While the selection committee doesn’t care how many teams from a given conference make the tournament, it does like to see a winning conference record (which is a deviation from some other sports). More latitude is given to SEC teams in this regard, as just about every year there is at least one SEC team with a losing conference record in the field. Even so, the committee has shown no appetite for teams with fewer than 13 wins. Typically, teams that finish in the last four or five spots in the SEC standings don’t win more than a dozen conference games.
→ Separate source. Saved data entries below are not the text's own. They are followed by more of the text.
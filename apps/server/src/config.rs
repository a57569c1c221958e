//! Server configuration from environment variables.

use quotable_quote_source::DEFAULT_SOURCE_URL;

/// Runtime configuration, read once at startup.
#[derive(Debug, Clone)]
pub struct Config {
    /// Address the HTTP server binds to. `QUOTABLE_LISTEN_ADDR`.
    pub listen_addr: String,
    /// SQLite database file path. `QUOTABLE_DB_PATH`.
    pub db_path: String,
    /// External quote source endpoint. `QUOTABLE_SOURCE_URL`.
    pub source_url: String,
}

impl Config {
    pub fn from_env() -> Self {
        Self {
            listen_addr: std::env::var("QUOTABLE_LISTEN_ADDR")
                .unwrap_or_else(|_| "0.0.0.0:8080".to_string()),
            db_path: std::env::var("QUOTABLE_DB_PATH")
                .unwrap_or_else(|_| "data/quotable.db".to_string()),
            source_url: std::env::var("QUOTABLE_SOURCE_URL")
                .unwrap_or_else(|_| DEFAULT_SOURCE_URL.to_string()),
        }
    }
}
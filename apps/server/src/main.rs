use quotable_server::{api::app_router, build_state, config::Config, init_tracing};

#[tokio::main]
async fn main() -> anyhow::Result<()> {
    dotenvy::dotenv().ok();
    let config = Config::from_env();
    init_tracing();
    let state = build_state(&config).await?;

    let router = app_router(state);
    tracing::info!("Listening on {}", config.listen_addr);
    let listener = tokio::net::TcpListener::bind(&config.listen_addr).await?;
    axum::serve(listener, router).await?;
    Ok(())
}
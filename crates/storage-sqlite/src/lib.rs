//! SQLite storage implementation for Quotable.
//!
//! This crate provides all database-related functionality using Diesel ORM
//! with SQLite. It implements the repository traits defined in
//! `quotable-core` and contains:
//! - Database connection pooling and management
//! - Diesel migrations
//! - The quote repository implementation
//! - Database-specific model types (with Diesel derives)
//!
//! This crate is the only place in the application where Diesel dependencies
//! exist. All other crates are database-agnostic and work with traits.

pub mod db;
pub mod errors;
pub mod schema;

// Repository implementations
pub mod quotes;

// Re-export database utilities
pub use db::{create_pool, get_connection, init, run_migrations, DbConnection, DbPool, WriteHandle};

// Re-export storage errors
pub use errors::StorageError;

// Re-export from quotable-core for convenience
pub use quotable_core::errors::{DatabaseError, Error, Result};
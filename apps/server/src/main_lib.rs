use std::sync::Arc;

use tracing_subscriber::prelude::*;
use tracing_subscriber::{fmt, EnvFilter};

use crate::config::Config;
use quotable_core::quotes::{QuoteService, QuoteServiceTrait};
use quotable_quote_source::{QuoteSourceTrait, RestQuoteSource};
use quotable_storage_sqlite::{db, quotes::QuoteRepository};

pub struct AppState {
    pub quote_service: Arc<dyn QuoteServiceTrait + Send + Sync>,
    pub db_path: String,
}

pub fn init_tracing() {
    let log_format = std::env::var("QUOTABLE_LOG_FORMAT").unwrap_or_else(|_| "text".to_string());
    let filter = EnvFilter::try_from_default_env().unwrap_or_else(|_| EnvFilter::new("info"));
    let registry = tracing_subscriber::registry().with(filter);

    if log_format.eq_ignore_ascii_case("json") {
        registry
            .with(fmt::layer().json().with_current_span(false))
            .init();
    } else {
        registry
            .with(fmt::layer().with_target(true).with_line_number(true))
            .init();
    }
}

/// Build the application state with the real external quote source.
pub async fn build_state(config: &Config) -> anyhow::Result<Arc<AppState>> {
    let quote_source: Arc<dyn QuoteSourceTrait> =
        Arc::new(RestQuoteSource::new(&config.source_url));
    build_state_with_source(config, quote_source).await
}

/// Build the application state with an injected quote source. Tests use this
/// to swap the external collaborator for a mock.
pub async fn build_state_with_source(
    config: &Config,
    quote_source: Arc<dyn QuoteSourceTrait>,
) -> anyhow::Result<Arc<AppState>> {
    let db_path = db::init(&config.db_path)?;
    tracing::info!("Database path in use: {}", db_path);

    let pool = db::create_pool(&db_path)?;
    db::run_migrations(&pool)?;
    let writer = db::spawn_writer(pool.clone());

    let quote_repo = Arc::new(QuoteRepository::new(pool, writer));
    let quote_service: Arc<dyn QuoteServiceTrait + Send + Sync> =
        Arc::new(QuoteService::new(quote_repo, quote_source));

    Ok(Arc::new(AppState {
        quote_service,
        db_path,
    }))
}
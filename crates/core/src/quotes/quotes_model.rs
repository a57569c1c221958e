//! Quotes domain models.

use serde::{Deserialize, Serialize};

/// Domain model representing a persisted quote.
///
/// The `text` field serializes as `"quote"` to match the service's wire
/// format; request bodies use the same name.
#[derive(Debug, Clone, Serialize, Deserialize, PartialEq, Eq)]
#[serde(rename_all = "camelCase")]
pub struct Quote {
    pub id: String,
    #[serde(rename = "quote")]
    pub text: String,
    pub author: String,
}

/// Resolved content for a quote about to be inserted.
///
/// By the time a `NewQuote` exists, both fields are present and non-empty,
/// whether they came from the client or from the external source.
#[derive(Debug, Clone, Serialize, Deserialize, PartialEq, Eq)]
#[serde(rename_all = "camelCase")]
pub struct NewQuote {
    #[serde(rename = "quote")]
    pub text: String,
    pub author: String,
}

/// Request body for creating a quote.
///
/// Both fields are optional; an incomplete pair triggers the external
/// source fallback instead of a validation error.
#[derive(Debug, Clone, Deserialize, Default)]
#[serde(rename_all = "camelCase")]
pub struct CreateQuoteRequest {
    #[serde(default)]
    pub quote: Option<String>,
    #[serde(default)]
    pub author: Option<String>,
}

impl CreateQuoteRequest {
    /// Return the client-supplied content if both fields are present and
    /// non-empty.
    pub fn content(&self) -> Option<NewQuote> {
        match (&self.quote, &self.author) {
            (Some(text), Some(author)) if !text.is_empty() && !author.is_empty() => {
                Some(NewQuote {
                    text: text.clone(),
                    author: author.clone(),
                })
            }
            _ => None,
        }
    }
}

/// Partial update for an existing quote. Absent fields are left unchanged.
#[derive(Debug, Clone, Deserialize, Default)]
#[serde(rename_all = "camelCase")]
pub struct QuoteUpdate {
    #[serde(default, rename = "quote")]
    pub text: Option<String>,
    #[serde(default)]
    pub author: Option<String>,
}

impl QuoteUpdate {
    /// True when no fields were supplied at all.
    pub fn is_empty(&self) -> bool {
        self.text.is_none() && self.author.is_none()
    }
}
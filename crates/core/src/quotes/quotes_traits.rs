use crate::errors::Result;
use crate::quotes::quotes_model::{CreateQuoteRequest, NewQuote, Quote, QuoteUpdate};
use async_trait::async_trait;

/// Trait for quote repository operations.
///
/// Id-addressed lookups return `Ok(None)` for absent records; only genuine
/// storage failures surface as errors.
#[async_trait]
pub trait QuoteRepositoryTrait: Send + Sync {
    fn find_all(&self) -> Result<Vec<Quote>>;
    fn find_by_id(&self, quote_id: &str) -> Result<Option<Quote>>;
    async fn insert(&self, new_quote: NewQuote) -> Result<Quote>;
    async fn update_by_id(&self, quote_id: &str, update: QuoteUpdate) -> Result<Option<Quote>>;
    async fn delete_by_id(&self, quote_id: &str) -> Result<Option<Quote>>;
}

/// Trait for quote service operations.
#[async_trait]
pub trait QuoteServiceTrait: Send + Sync {
    async fn create_quote(&self, request: CreateQuoteRequest) -> Result<Quote>;
    fn get_quotes(&self) -> Result<Vec<Quote>>;
    fn get_quote(&self, quote_id: &str) -> Result<Quote>;
    async fn update_quote(&self, quote_id: &str, update: QuoteUpdate) -> Result<Quote>;
    async fn delete_quote(&self, quote_id: &str) -> Result<Quote>;
}
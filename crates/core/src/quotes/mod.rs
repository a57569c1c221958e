//! Quotes module - domain models, services, and traits.

mod quotes_model;
mod quotes_service;
mod quotes_traits;


pub use quotes_model::{CreateQuoteRequest, NewQuote, Quote, QuoteUpdate};
pub use quotes_service::QuoteService;
pub use quotes_traits::{QuoteRepositoryTrait, QuoteServiceTrait};
//! Quotable Core - Domain entities, services, and traits.
//!
//! This crate contains the core business logic for the quotes service.
//! It is database-agnostic and defines traits that are implemented
//! by the `storage-sqlite` crate.

pub mod errors;
pub mod quotes;

// Re-export error types
pub use errors::Error;
pub use errors::Result;
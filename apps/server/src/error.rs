//! API error mapping.
//!
//! Two outcomes cross the HTTP boundary: a missing record (404 with its own
//! message) and everything else (500 with a generic message plus a
//! structured detail, never a raw error object).

use axum::{
    http::StatusCode,
    response::{IntoResponse, Response},
    Json,
};
use serde::Serialize;

use quotable_core::errors::DatabaseError;
use quotable_core::Error;

pub type ApiResult<T> = std::result::Result<T, ApiError>;

const GENERIC_FAILURE_MSG: &str = "Something went wrong";

pub struct ApiError(Error);

impl From<Error> for ApiError {
    fn from(err: Error) -> Self {
        ApiError(err)
    }
}

#[derive(Serialize)]
struct ErrorDetail {
    kind: &'static str,
    message: String,
}

#[derive(Serialize)]
struct ErrorBody {
    message: String,
    #[serde(skip_serializing_if = "Option::is_none")]
    error: Option<ErrorDetail>,
}

fn kind_of(err: &Error) -> &'static str {
    match err {
        Error::Database(_) => "database",
        Error::Validation(_) => "validation",
        Error::Source(_) => "source",
        Error::NotFound(_) => "not_found",
        Error::Unexpected(_) => "internal",
    }
}

impl IntoResponse for ApiError {
    fn into_response(self) -> Response {
        match self.0 {
            Error::NotFound(message) => (
                StatusCode::NOT_FOUND,
                Json(ErrorBody {
                    message,
                    error: None,
                }),
            )
                .into_response(),
            Error::Database(DatabaseError::NotFound(message)) => (
                StatusCode::NOT_FOUND,
                Json(ErrorBody {
                    message,
                    error: None,
                }),
            )
                .into_response(),
            err => {
                tracing::error!("Request failed: {err}");
                (
                    StatusCode::INTERNAL_SERVER_ERROR,
                    Json(ErrorBody {
                        message: GENERIC_FAILURE_MSG.to_string(),
                        error: Some(ErrorDetail {
                            kind: kind_of(&err),
                            message: err.to_string(),
                        }),
                    }),
                )
                    .into_response()
            }
        }
    }
}
fn parse_node(node: &Interpolation, config: &ParseConfig, frame: &Frame, mut pass: Pass) -> (String, Pass) {
    let mut css = String::new();

    for item in node.flatten() {
        match item {
            Interpolation::Raw(text) => {
                if frame.root {
                    css.push_str(text);
                    css.push('\n');
                }
            }
            Interpolation::Keyframes(keyframes) => {
                pass = parse_keyframes(keyframes, config, frame, pass);
            }
            Interpolation::Object(object) => {
                let transformed;
                let object = if config.transformers.is_empty() {
                    object
                } else {
                    transformed = config
                        .transformers
                        .iter()
                        .fold(object.clone(), |acc, transformer| transformer.visit(&acc));
                    &transformed
                };
                pass = parse_object(object, config, frame, pass, &mut css);
            }
            Interpolation::Empty | Interpolation::List(_) => {}
        }
    }

    if !frame.root {
        css = format!("{{{}}}", css);
    } else if let Some(layer) = config
        .layer
        .as_deref()
        .filter(|layer| config.layer_supported && !layer.trim().is_empty())
    {
        let name = layer.rsplit(',').next().unwrap_or(layer).trim();
        css = format!("@layer {} {{{}}}", name, css);
        if layer.contains(',') {
            // Order-only statement so precedence does not depend on first use
            css = format!("@layer {}{{%%%:%}}{}", layer, css);
        }
    }

    (css, pass)
}

fn parse_object(object: &StyleObject, config: &ParseConfig, frame: &Frame, mut pass: Pass, css: &mut String) -> Pass {
    let hash_id = config.hash_id.as_deref().filter(|hash_id| !hash_id.is_empty());

    for (key, value) in object.iter() {
        match value {
            StyleValue::Nested(child) => {
                let mut merged_key = key.trim().to_string();
                let mut inject_hash = false;
                let mut next_root = false;

                match hash_id {
                    Some(hash_id) if frame.root || frame.inject_hash => {
                        if merged_key.starts_with('@') {
                            // At-rules keep their prelude; their children get scoped instead
                            inject_hash = true;
                        } else if merged_key == "&" {
                            merged_key = inject_selector_hash("", hash_id, config.hash_priority);
                        } else {
                            merged_key = inject_selector_hash(key, hash_id, config.hash_priority);
                        }
                    }
                    None if frame.root && (merged_key == "&" || merged_key.is_empty()) => {
                        merged_key.clear();
                        next_root = true;
                    }
                    _ => {}
                }

                let mut parent_selectors = frame.parent_selectors.clone();
                parent_selectors.push(merged_key.clone());
                let child_frame = Frame {
                    root: next_root,
                    inject_hash,
                    parent_selectors,
                };

                let (child_css, next_pass) = parse_node(child, config, &child_frame, pass);
                pass = next_pass;
                css.push_str(&merged_key);
                css.push_str(&child_css);
            }
            StyleValue::Keyframes(keyframes) => {
                pass = parse_keyframes(keyframes, config, frame, pass);
                let name = keyframes.get_name(hash_id);
                push_declaration(css, key, &name);
            }
            StyleValue::Literal(literal) => {
                append_declaration(css, key, literal, false, config, frame, &mut pass.warnings);
            }
            StyleValue::Unchecked(literal) => {
                append_declaration(css, key, literal, true, config, frame, &mut pass.warnings);
            }
            StyleValue::Multi { values, skip_check } => {
                for literal in values {
                    append_declaration(css, key, literal, *skip_check, config, frame, &mut pass.warnings);
                }
            }
        }
    }

    pass
}

fn append_declaration(
    css: &mut String,
    key: &str,
    value: &Literal,
    skip_check: bool,
    config: &ParseConfig,
    frame: &Frame,
    warnings: &mut Vec<LintWarning>,
) {
    if config.dev_warnings && !skip_check {
        let info = LintInfo {
            path: config.path.as_deref(),
            hash_id: config.hash_id.as_deref(),
            parent_selectors: &frame.parent_selectors,
        };
        let mut run = |linter: &dyn Linter| {
            if let Some(message) = linter.lint(key, value, &info) {
                warnings.push(LintWarning::new(message, &info));
            }
        };
        for linter in default_linters() {
            run(linter);
        }
        for linter in &config.linters {
            run(linter.as_ref());
        }
    }

    let formatted = match value {
        Literal::Number(n) if *n != 0.0 && !is_unitless(key) => format!("{}px", value),
        _ => value.to_string(),
    };
    push_declaration(css, key, &formatted);
}

fn push_declaration(css: &mut String, key: &str, value: &str) {
    css.push_str(&to_kebab_case(key));
    css.push(':');
    css.push_str(value);
    css.push(';');
}

/// Compile a keyframes body once per pass and record it under its scoped name
fn parse_keyframes(keyframes: &Keyframes, config: &ParseConfig, frame: &Frame, pass: Pass) -> Pass {
    let name = keyframes.get_name(config.hash_id.as_deref());
    if pass.effects.contains(&name) {
        return pass;
    }

    let body_frame = Frame {
        root: false,
        inject_hash: false,
        parent_selectors: frame.parent_selectors.clone(),
    };
    let (body, mut pass) = parse_node(keyframes.style(), config, &body_frame, pass);
    let block = format!("@keyframes {}{}", name, body);
    pass.effects.insert(name, block);
    pass
}

#[cfg(test)]
mod tests {
    use super::*;
    use crate::css::linter::LogicalPropertiesLinter;
    use crate::css::transformer::LegacyLogicalProperties;
    use serde_json::json;

    fn compile(style: serde_json::Value) -> String {
        parse_style(&Interpolation::from(style), &ParseConfig::default()).css
    }

    fn hashed(hash_id: &str) -> ParseConfig {
        ParseConfig {
            hash_id: Some(hash_id.to_string()),
            ..ParseConfig::default()
        }
    }

    #[test]
    fn skip_check_wrapper_compiles_to_a_plain_declaration() {
        assert_eq!(
            compile(json!({ "marginLeft": { "__skip_check__": true, "value": 4 } })),
            "margin-left:4px;"
        );
        assert_eq!(compile(json!({ "marginLeft": { "_skip_check_": true, "value": 4 } })), "margin-left:4px;");
    }

    #[test]
    fn numbers_get_px_except_zero() {
        assert_eq!(compile(json!({ "color": "red", "margin": 4 })), "color:red;margin:4px;");
        assert_eq!(compile(json!({ "padding": 0, "top": -2.5 })), "padding:0;top:-2.5px;");
    }

    #[test]
    fn unitless_properties_stay_bare() {
        assert_eq!(compile(json!({ "lineHeight": 4 })), "line-height:4;");
        assert_eq!(compile(json!({ "zIndex": 10, "opacity": 0.5 })), "z-index:10;opacity:0.5;");
    }

    #[test]
    fn bare_ampersand_collapses_without_hash() {
        assert_eq!(compile(json!({ "&": { "color": "red" } })), compile(json!({ "color": "red" })));
        assert_eq!(
            compile(json!({ "&": { ".a": { "color": "red" } } })),
            compile(json!({ ".a": { "color": "red" } }))
        );
    }

    #[test]
    fn nested_rules_wrap_in_braces() {
        assert_eq!(
            compile(json!({ ".a": { "color": "red", "&:hover": { "color": "blue" } } })),
            ".a{color:red;&:hover{color:blue;}}"
        );
    }

    #[test]
    fn hash_is_injected_at_root_only() {
        let style = Interpolation::from(json!({
            ".btn": {
                "color": "red",
                "&:hover": { "color": "blue" },
                "@media (max-width: 100px)": { ".icon": { "margin": 0 } },
            }
        }));
        let out = parse_style(&style, &hashed("css-x"));
        assert_eq!(
            out.css,
            ".css-x.btn{color:red;&:hover{color:blue;}@media (max-width: 100px){.icon{margin:0;}}}"
        );
    }

    #[test]
    fn root_at_rules_propagate_injection() {
        let style = Interpolation::from(json!({ "@media (min-width: 1px)": { ".a": { "color": "red" } } }));
        assert_eq!(parse_style(&style, &hashed("h")).css, "@media (min-width: 1px){.h.a{color:red;}}");

        let style = Interpolation::from(json!({ "&": { "color": "red" } }));
        assert_eq!(parse_style(&style, &hashed("h")).css, ".h{color:red;}");
    }

    #[test]
    fn low_priority_uses_where() {
        let config = ParseConfig {
            hash_priority: HashPriority::Low,
            ..hashed("h")
        };
        let style = Interpolation::from(json!({ "div": { "color": "red" } }));
        assert_eq!(parse_style(&style, &config).css, "div:where(.h){color:red;}");
    }

    #[test]
    fn raw_strings_only_at_root() {
        let style = Interpolation::from(json!([".x{top:0}", { ".a": [".ignored{}", { "color": "red" }] }]));
        assert_eq!(parse_style(&style, &ParseConfig::default()).css, ".x{top:0}\n.a{color:red;}");
    }

    #[test]
    fn keyframes_are_extracted_once_per_pass() {
        let fade = Keyframes::new("fade", json!({ "from": { "opacity": 0 }, "to": { "opacity": 1 } }));
        let style = StyleObject::new()
            .with(".a", StyleObject::new().with("animationName", fade.clone()))
            .with(".b", StyleObject::new().with("animationName", fade.clone()));
        let out = parse_style(&Interpolation::from(style), &hashed("h"));

        assert_eq!(out.effects.len(), 1);
        assert_eq!(out.effects.get("h-fade"), Some("@keyframes h-fade{from{opacity:0;}to{opacity:1;}}"));
        assert_eq!(
            out.css,
            ".h.a{animation-name:h-fade;}.h.b{animation-name:h-fade;}"
        );
    }

    #[test]
    fn top_level_keyframes_only_produce_effects() {
        let spin = Keyframes::new("spin", json!({ "to": { "rotate": "1turn" } }));
        let out = parse_style(&Interpolation::from(vec![Interpolation::from(spin)]), &ParseConfig::default());
        assert_eq!(out.css, "");
        assert_eq!(out.effects.get("spin"), Some("@keyframes spin{to{rotate:1turn;}}"));
    }

    #[test]
    fn layer_wraps_root_when_supported() {
        let style = Interpolation::from(json!({ "color": "red" }));
        let mut config = ParseConfig {
            layer: Some("base,comp".to_string()),
            layer_supported: true,
            ..ParseConfig::default()
        };
        assert_eq!(parse_style(&style, &config).css, "@layer base,comp{%%%:%}@layer comp {color:red;}");

        config.layer = Some("comp".to_string());
        assert_eq!(parse_style(&style, &config).css, "@layer comp {color:red;}");

        config.layer_supported = false;
        assert_eq!(parse_style(&style, &config).css, "color:red;");
    }

    #[test]
    fn multi_values_emit_each_declaration() {
        let style = json!({ "display": { "_multi_value_": true, "value": ["-webkit-box", "flex"] } });
        assert_eq!(compile(style), "display:-webkit-box;display:flex;");
    }

    #[test]
    fn content_lint_runs_only_in_development() {
        let style = Interpolation::from(json!({ ".a": { "content": "foo" }, ".b": { "content": "inherit" } }));
        let dev = ParseConfig {
            dev_warnings: true,
            path: Some("Button".to_string()),
            ..ParseConfig::default()
        };
        let out = parse_style(&style, &dev);
        assert_eq!(out.warnings.len(), 1);
        assert_eq!(out.warnings[0].parent_selectors, [".a"]);
        assert_eq!(out.warnings[0].path.as_deref(), Some("Button"));

        let prod = ParseConfig {
            dev_warnings: false,
            ..dev.clone()
        };
        let quiet = parse_style(&style, &prod);
        assert!(quiet.warnings.is_empty());
        assert_eq!(quiet.css, out.css);
    }

    #[test]
    fn skip_check_bypasses_linters() {
        let config = ParseConfig {
            dev_warnings: true,
            linters: vec![Arc::new(LogicalPropertiesLinter)],
            ..ParseConfig::default()
        };
        let checked = parse_style(&Interpolation::from(json!({ "marginLeft": 4 })), &config);
        let unchecked = parse_style(
            &Interpolation::from(json!({ "marginLeft": { "_skip_check_": true, "value": 4 } })),
            &config,
        );
        assert_eq!(checked.warnings.len(), 1);
        assert!(unchecked.warnings.is_empty());
        assert_eq!(checked.css, unchecked.css);
    }

    #[test]
    fn transformers_rewrite_each_property_map() {
        let config = ParseConfig {
            transformers: vec![Arc::new(LegacyLogicalProperties)],
            ..ParseConfig::default()
        };
        let style = Interpolation::from(json!({ ".a": { "marginInline": 8 } }));
        assert_eq!(parse_style(&style, &config).css, ".a{margin-left:8px;margin-right:8px;}");
    }

    #[test]
    fn compilation_is_deterministic() {
        let fade = Keyframes::new("fade", json!({ "to": { "opacity": 1 } }));
        let style = Interpolation::from(
            StyleObject::new()
                .with(".a", StyleObject::new().with("animationName", fade).with("width", 3))
                .with("@supports (display: grid)", StyleObject::new().with(".b", StyleObject::new().with("gap", 2))),
        );
        let config = hashed("h");
        assert_eq!(parse_style(&style, &config), parse_style(&style, &config));
    }
}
I’m uneasy predicting that either the selection committee will break precedent or that 12 SEC teams will win at least 13 conference games (and, even if they do, 13 SEC wins is no guarantee of an at-large bid, historically). But this season has started so strangely. We have 12 teams from one conference ranked in the Top 25 and if you look at other polls or metrics, that’s not an outlier. The Pac-12 and Big Ten both appear to be down, opening up at-large bids that typically go to those conferences.

The ACC and SEC are dominating the top of the sport. In time, this will all work itself out. Either the SEC will stratify and it will be easier to cut a couple bids from the league or the metrics will solidify and it will become more apparent that the selection committee will have to face the issue head on. But at this stage of the season, tournament projections are far more art than science.

The ACC and SEC’s early season dominance also creates a logjam in the hosting and top-eight seed races. This will also work itself out in time. But right now 20 teams in the Top 25 are from those two conferences and, again, that’s not an outlier. The Pac-12 is unlikely to produce a host other than Oregon State. The Big 12 looks like it’s going to follow a similar path to last season and beat itself up so much that it only ends up with one host. If that is the case, the hosting race really opens up for the ACC and SEC to gobble up 11 of the 16 regionals.

Why 11 of the 16? Because in addition to holding a regional for Oregon State and another for a Big 12 program, recent history says there will be three hosts from outside the ACC, Big 12, Pac-12 and SEC. That’s part of the reason I included Coastal as a host, joining Dallas Baptist and East Carolina. Other teams from outside those conference to watch as potential hosts are Indiana State and Nebraska.